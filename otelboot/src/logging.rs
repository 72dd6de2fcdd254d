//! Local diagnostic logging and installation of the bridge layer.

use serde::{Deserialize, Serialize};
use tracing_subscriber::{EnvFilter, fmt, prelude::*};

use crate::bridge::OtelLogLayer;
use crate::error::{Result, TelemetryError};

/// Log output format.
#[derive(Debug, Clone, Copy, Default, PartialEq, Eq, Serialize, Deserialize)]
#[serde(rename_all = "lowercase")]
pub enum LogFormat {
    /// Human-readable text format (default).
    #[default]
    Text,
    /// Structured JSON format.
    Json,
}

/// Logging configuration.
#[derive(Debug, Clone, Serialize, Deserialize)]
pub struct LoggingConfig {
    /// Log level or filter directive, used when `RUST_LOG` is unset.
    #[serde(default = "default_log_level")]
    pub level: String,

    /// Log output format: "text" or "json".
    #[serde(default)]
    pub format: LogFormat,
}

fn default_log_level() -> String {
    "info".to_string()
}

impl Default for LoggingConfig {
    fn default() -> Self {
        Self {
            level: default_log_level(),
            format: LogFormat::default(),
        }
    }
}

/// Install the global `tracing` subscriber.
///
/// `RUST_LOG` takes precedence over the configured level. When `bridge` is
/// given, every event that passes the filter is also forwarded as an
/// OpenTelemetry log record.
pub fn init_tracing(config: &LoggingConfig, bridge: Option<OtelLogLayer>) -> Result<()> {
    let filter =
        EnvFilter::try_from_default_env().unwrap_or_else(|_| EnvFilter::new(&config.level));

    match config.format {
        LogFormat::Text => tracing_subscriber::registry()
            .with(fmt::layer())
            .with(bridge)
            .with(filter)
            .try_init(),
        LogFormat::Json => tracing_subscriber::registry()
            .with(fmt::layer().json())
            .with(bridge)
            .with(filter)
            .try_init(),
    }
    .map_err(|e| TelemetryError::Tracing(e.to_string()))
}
_____
Task description ▸
Exactly those lines that run from the start of the listing to the line containing "Log output format." should be output, and no others.

Written response ▸
filename otelboot/src/logging.rs
repository 72dd6de2fcdd254d
//! Local diagnostic logging and installation of the bridge layer.

use serde::{Deserialize, Serialize};
use tracing_subscriber::{EnvFilter, fmt, prelude::*};

use crate::bridge::OtelLogLayer;
use crate::error::{Result, TelemetryError};

/// Log output format.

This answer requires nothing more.